This Isn’t Day Care

014 Day CareWhat’s up youth sports parents?  I’m not talking about the bad behavior, the unbearable pressure they place upon their kids or the laughable yet undying belief their young player is going pro because they are good at the age of eight.  I’m talking about the lack of involvement, of helping out when needed, far too often the norm.  Parents are an integral part of youth sports.  I wrote about youth sports being an arrangement between the coach, the player and their parents a while back.  That contract is a two-way deal.

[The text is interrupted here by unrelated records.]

//! Session source trait and registry
//!
//! One reader per tool, all behind the same trait: detect the tool,
//! enumerate its session containers, extract raw conversations, and
//! normalize them into the canonical record set. Readers are synchronous
//! and side-effect-free; they hold no state between invocations.

mod claudecode;
mod codex;
mod cursor;
mod gemini;

pub use claudecode::ClaudeCodeSource;
pub use codex::CodexSource;
pub use cursor::CursorSource;
pub use gemini::GeminiSource;

use anyhow::Result;
use chrono::{DateTime, Utc};
use serde::Serialize;
use std::path::PathBuf;

use crate::config::Config;
use crate::normalize;
use crate::raw::RawConversation;
use crate::record::NormalizedConversation;

/// The tools this pipeline can ingest. Closed on purpose: adding a source
/// is a compile-time-checked change everywhere the tag is consumed.
#[derive(Debug, Clone, Copy, PartialEq, Eq, Serialize)]
#[serde(rename_all = "kebab-case")]
pub enum Source {
    ClaudeCode,
    Codex,
    Cursor,
    Gemini,
}

impl Source {
    /// Stable tag used in deterministic ids and source refs. Changing a
    /// tag invalidates every previously-synced id for that source.
    pub fn tag(&self) -> &'static str {
        match self {
            Source::ClaudeCode => "claude-code",
            Source::Codex => "codex",
            Source::Cursor => "cursor",
            Source::Gemini => "gemini",
        }
    }

    pub fn all() -> [Source; 4] {
        [
            Source::ClaudeCode,
            Source::Codex,
            Source::Cursor,
            Source::Gemini,
        ]
    }
}

/// One session container: a directory of session files or a database.
/// Supplied to `extract`; the pipeline does not decide which locations to
/// scan beyond enumerating them here.
#[derive(Debug, Clone)]
pub struct SourceLocation {
    pub source: Source,
    /// Workspace the container belongs to, when the source records one
    pub workspace_path: Option<String>,
    /// Directory of session files, or a single database file
    pub store_path: PathBuf,
    /// Change-detection hint for the sync orchestrator
    pub modified: Option<DateTime<Utc>>,
}

impl SourceLocation {
    pub fn new(source: Source, store_path: PathBuf) -> Self {
        let modified = std::fs::metadata(&store_path)
            .and_then(|m| m.modified())
            .ok()
            .map(DateTime::<Utc>::from);
        Self {
            source,
            workspace_path: None,
            store_path,
            modified,
        }
    }

    pub fn with_workspace(mut self, workspace_path: Option<String>) -> Self {
        self.workspace_path = workspace_path;
        self
    }
}

/// Session source trait: everything a tool adapter implements.
pub trait SessionSource: Send + Sync {
    fn source(&self) -> Source;

    /// Human-readable description
    fn description(&self) -> &str;

    /// Whether this tool's data exists on the machine
    fn detect(&self) -> bool;

    /// Enumerate session containers (one per workspace/project where the
    /// tool organizes things that way)
    fn discover(&self) -> Result<Vec<SourceLocation>>;

    /// Parse one container's sessions into raw conversations. A session
    /// with zero parseable records yields no conversation.
    fn extract(&self, location: &SourceLocation) -> Result<Vec<RawConversation>>;

    /// Convert one raw conversation into the canonical record set. The
    /// same rules apply to every source so cross-source counts compare.
    fn normalize(
        &self,
        raw: &RawConversation,
        location: &SourceLocation,
    ) -> NormalizedConversation {
        normalize::normalize(raw, location)
    }
}

/// Registry of configured sources.
pub struct SourceRegistry {
    sources: Vec<Box<dyn SessionSource>>,
}

impl SourceRegistry {
    pub fn new(config: &Config) -> Self {
        let mut registry = Self { sources: vec![] };

        if config.is_source_enabled(Source::ClaudeCode) {
            registry.register(Box::new(ClaudeCodeSource::new(
                config.source_path(Source::ClaudeCode),
            )));
        }
        if config.is_source_enabled(Source::Codex) {
            registry.register(Box::new(CodexSource::new(
                config.source_path(Source::Codex),
            )));
        }
        if config.is_source_enabled(Source::Cursor) {
            registry.register(Box::new(CursorSource::new(
                config.source_path(Source::Cursor),
            )));
        }
        if config.is_source_enabled(Source::Gemini) {
            registry.register(Box::new(GeminiSource::new(
                config.source_path(Source::Gemini),
            )));
        }

        registry
    }

    pub fn register(&mut self, source: Box<dyn SessionSource>) {
        self.sources.push(source);
    }

    pub fn detected_sources(&self) -> Vec<&dyn SessionSource> {
        self.sources
            .iter()
            .filter(|s| s.detect())
            .map(|s| s.as_ref())
            .collect()
    }

    pub fn all_sources(&self) -> Vec<&dyn SessionSource> {
        self.sources.iter().map(|s| s.as_ref()).collect()
    }

    pub fn get_source(&self, tag: &str) -> Option<&dyn SessionSource> {
        self.sources
            .iter()
            .find(|s| s.source().tag() == tag)
            .map(|s| s.as_ref())
    }
}

/// Session title from the first non-empty user text: first line only,
/// bounded length. Explicit summary records take precedence upstream.
pub fn derive_title(text: &str) -> String {
    const MAX: usize = 80;
    let first_line = text.lines().find(|l| !l.trim().is_empty()).unwrap_or("");
    let first_line = first_line.trim();
    if first_line.chars().count() > MAX {
        let truncated: String = first_line.chars().take(MAX - 3).collect();
        format!("{}...", truncated)
    } else {
        first_line.to_string()
    }
}
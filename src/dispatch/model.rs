//! Dispatch rules, conditions, actions, and audit log entries.

use crate::events::EventType;
use crate::store::{FieldError, Validate, require_non_empty};
use chrono::{DateTime, Utc};
use serde::{Deserialize, Serialize};
use serde_json::Value;

/// Comparison operators shared by both condition kinds.
#[derive(Debug, Clone, Copy, PartialEq, Eq, Serialize, Deserialize)]
#[serde(rename_all = "snake_case")]
pub enum CompareOp {
    Eq,
    Neq,
    Gt,
    Lt,
    Gte,
    Lte,
}

/// Live counts a `resource_count` condition can inspect.
#[derive(Debug, Clone, Copy, PartialEq, Eq, Serialize, Deserialize)]
#[serde(rename_all = "snake_case")]
pub enum CountedResource {
    /// Pending tasks whose dependencies are all completed.
    UnblockedPendingTasks,
    /// Team members other than the leader.
    NonLeaderMembers,
}

/// Optional gate evaluated before a rule's action runs.
#[derive(Debug, Clone, PartialEq, Serialize, Deserialize)]
#[serde(tag = "type", rename_all = "snake_case")]
pub enum Condition {
    /// Compare a dotted payload path with a literal.
    FieldMatch {
        field: String,
        op: CompareOp,
        value: Value,
    },
    /// Compare a live count with a number.
    ResourceCount {
        resource: CountedResource,
        op: CompareOp,
        value: i64,
    },
}

/// What a matching rule does.
#[derive(Debug, Clone, PartialEq, Serialize, Deserialize)]
#[serde(tag = "type", rename_all = "snake_case")]
pub enum Action {
    /// Pair an idle agent with the best unblocked pending task.
    AssignTask {
        #[serde(default, skip_serializing_if = "Option::is_none")]
        role: Option<String>,
    },
    /// Deliver a notification to the team leader's inbox.
    NotifyLeader {
        #[serde(default, skip_serializing_if = "Option::is_none")]
        message: Option<String>,
    },
    /// Record the event in the dispatch log and nothing else.
    Log {
        #[serde(default, skip_serializing_if = "Option::is_none")]
        message: Option<String>,
    },
}

impl Action {
    pub fn name(&self) -> &'static str {
        match self {
            Action::AssignTask { .. } => "assign_task",
            Action::NotifyLeader { .. } => "notify_leader",
            Action::Log { .. } => "log",
        }
    }
}

fn default_enabled() -> bool {
    true
}

/// A persisted dispatch rule.
#[derive(Debug, Clone, PartialEq, Serialize, Deserialize)]
pub struct DispatchRule {
    pub id: String,

    pub event_type: EventType,

    #[serde(default, skip_serializing_if = "Option::is_none")]
    pub condition: Option<Condition>,

    pub action: Action,

    /// Lower runs first.
    #[serde(default)]
    pub priority: i32,

    #[serde(default = "default_enabled")]
    pub enabled: bool,
}

impl Validate for DispatchRule {
    fn validate(&self) -> Result<(), FieldError> {
        require_non_empty("id", &self.id)?;
        if let Some(Condition::FieldMatch { field, .. }) = &self.condition {
            require_non_empty("condition.field", field)?;
        }
        Ok(())
    }
}

/// Fields supplied when adding a rule; the id is assigned on insert.
#[derive(Debug, Clone, PartialEq, Deserialize)]
pub struct RuleInput {
    pub event_type: EventType,
    #[serde(default)]
    pub condition: Option<Condition>,
    pub action: Action,
    #[serde(default)]
    pub priority: i32,
    #[serde(default = "default_enabled")]
    pub enabled: bool,
}

/// One audit record per evaluated rule.
#[derive(Debug, Clone, PartialEq, Serialize, Deserialize)]
pub struct DispatchLogEntry {
    pub id: String,
    pub timestamp: DateTime<Utc>,
    pub rule_id: String,
    pub event_type: EventType,
    pub success: bool,
    pub details: String,
}

impl Validate for DispatchLogEntry {
    fn validate(&self) -> Result<(), FieldError> {
        require_non_empty("id", &self.id)?;
        require_non_empty("rule_id", &self.rule_id)
    }
}
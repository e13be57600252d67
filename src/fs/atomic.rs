//! Atomic filesystem writes for crewfs.
//!
//! Shared documents are never written in place. Every write follows:
//! 1. Write content to a uniquely named temporary file in the same directory
//! 2. Sync the file to disk (fsync)
//! 3. Rename it over the target
//!
//! A reader therefore observes either the complete old document or the
//! complete new one. If anything fails before the rename, the temporary file
//! is removed and the target is left byte-for-byte unchanged.
//!
//! Source and destination must be on the same filesystem for the rename to be
//! atomic, which holds because the temp file is a sibling of the target. A
//! crash may leave a `.{filename}.{suffix}.tmp` file behind; it is never read.

use crate::error::{CrewError, Result};
use std::fs::{self, File};
use std::io::Write;
use std::path::{Path, PathBuf};

/// A temporary file holding the next version of a target document.
///
/// Nothing is visible at the target until [`StagedWrite::commit`] succeeds.
/// Dropping an uncommitted stage deletes the temporary file.
#[derive(Debug)]
pub struct StagedWrite {
    temp_path: PathBuf,
    target: PathBuf,
    committed: bool,
}

impl StagedWrite {
    /// Write `content` to a synced sibling temp file of `target`.
    pub fn stage<P: AsRef<Path>>(target: P, content: &[u8]) -> Result<Self> {
        let target = target.as_ref();

        if let Some(parent) = target.parent()
            && !parent.as_os_str().is_empty()
            && !parent.exists()
        {
            fs::create_dir_all(parent).map_err(|e| {
                CrewError::Io(format!(
                    "failed to create parent directory '{}': {}",
                    parent.display(),
                    e
                ))
            })?;
        }

        let temp_path = generate_temp_path(target)?;
        let staged = Self {
            temp_path,
            target: target.to_path_buf(),
            committed: false,
        };
        // On error `staged` drops here and removes whatever was written.
        write_and_sync(&staged.temp_path, content)?;
        Ok(staged)
    }

    /// Path of the temporary file.
    pub fn temp_path(&self) -> &Path {
        &self.temp_path
    }

    /// Atomically replace the target with the staged content.
    pub fn commit(mut self) -> Result<()> {
        atomic_replace(&self.temp_path, &self.target)?;
        self.committed = true;
        Ok(())
    }
}

impl Drop for StagedWrite {
    fn drop(&mut self) {
        if !self.committed {
            let _ = fs::remove_file(&self.temp_path);
        }
    }
}

/// Atomically write bytes to a file.
///
/// ```no_run
/// use crewfs::fs::atomic_write;
/// use std::path::Path;
///
/// atomic_write(Path::new("team.json"), b"{}")?;
/// # Ok::<(), crewfs::error::CrewError>(())
/// ```
pub fn atomic_write<P: AsRef<Path>>(path: P, content: &[u8]) -> Result<()> {
    StagedWrite::stage(path, content)?.commit()
}

/// Generate a unique temporary file path in the same directory as the target.
///
/// The random suffix keeps concurrent writers of the same target from
/// truncating each other's temp files.
fn generate_temp_path(target: &Path) -> Result<PathBuf> {
    let parent = target.parent().unwrap_or(Path::new("."));
    let filename = target
        .file_name()
        .and_then(|n| n.to_str())
        .ok_or_else(|| {
            CrewError::Io(format!("invalid file path '{}'", target.display()))
        })?;

    let suffix = uuid::Uuid::new_v4().simple().to_string();
    Ok(parent.join(format!(".{}.{}.tmp", filename, &suffix[..12])))
}

fn write_and_sync(path: &Path, content: &[u8]) -> Result<()> {
    let mut file = File::create_new(path).map_err(|e| {
        CrewError::Io(format!(
            "failed to create temporary file '{}': {}",
            path.display(),
            e
        ))
    })?;

    file.write_all(content)
        .map_err(|e| CrewError::Io(format!("failed to write to temporary file: {}", e)))?;

    file.sync_all()
        .map_err(|e| CrewError::Io(format!("failed to sync temporary file to disk: {}", e)))?;

    Ok(())
}

/// Rename `source` over `target`.
///
/// `std::fs::rename` replaces an existing destination on both POSIX and
/// Windows (where it maps to `MoveFileExW` with `MOVEFILE_REPLACE_EXISTING`).
fn atomic_replace(source: &Path, target: &Path) -> Result<()> {
    fs::rename(source, target).map_err(|e| {
        CrewError::Io(format!(
            "failed to atomically replace '{}': {}",
            target.display(),
            e
        ))
    })?;

    // Persist the directory entry as well.
    #[cfg(unix)]
    if let Some(parent) = target.parent()
        && let Ok(dir) = File::open(parent)
    {
        let _ = dir.sync_all();
    }

    Ok(())
}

My son’s soccer team wrapped up its season this past weekend.  There was one referee at the first game and each team was asked to have a parent man one sideline.  It is not uncommon, and it is not the first time I was given the flag.  I don’t mind.  Though the other team’s parents outnumbered us threefold, not one of them could be bothered to do the same.  They sent a six-year-old kid instead.  Are you kidding me?

I’ve seen the same as a baseball coach.  After a furious but fast rain storm, our first game last season, our first game ever, was delayed for 30 minutes.  Both teams’ coaches were asked if we would recruit some parents to help get the field ready.  I asked a group of my parents, and I could tell by the look of disdain on one of the parent’s face there was no way he was helping out.  Ten minutes later, I look up to see three or four of my parents sweeping, raking, laying down Quick Dry® and the one parent camped out in his lawn chair three feet away watching them work.

I don’t get it.  With my son’s soccer team, I help set up the goals, lug the 50lb sandbags required to secure the goals, line the field, put up the corner flags, basically whatever is needed.  Heck, in my son’s second game this weekend, I even coached the first half because his real coach forgot one of the player cards required by whatever governing body there is and he felt so terrible he drove home to get it so the kid could play in the second half.  This after having to go pick up three kids and bring them to the game so we could field a team in the first place.  (As an aside, the boys played as good a half as they’ve played all year.  I’m just saying.)  I’m happy to do whatever I’m asked for many reasons.  First and foremost, I am going to make sure my son and his teammates (in that order, I am a parent after all) get to do what they enjoy most, play soccer.  Second, I know only too well how much the coach has on his plate and he can’t do it all by himself.  Third, I know the coach doesn’t like having to ask me to pitch in, but he’s doing it because it’s the only way he will be able to give the kids the attention they deserve and need.

I’m not saying I am better than anyone else because I help out.  I do understand the beauty of sitting on the sidelines and watching your child play.  I understand the allure of coalescing and kvetching with the other parents because, lord knows, they’ve become your constant weekend companions.  But if you see the coach going to the car for the third time to get yet another bag of equipment your kid will need during the game maybe you should ask if you can grab something.  Youth sports isn’t about you or your wants and needs.  The single focus of youth sports is your child, and the objectives should be your child being active, having fun, learning how to function within a team, playing their hardest and getting better at whatever sports they play.  Sometimes as a parent you need to enable the opportunity for your child to play.  Sometimes you have to do a little work that goes beyond paying and playing chauffeur.  Sometimes you need to participate.  This isn’t day care after all.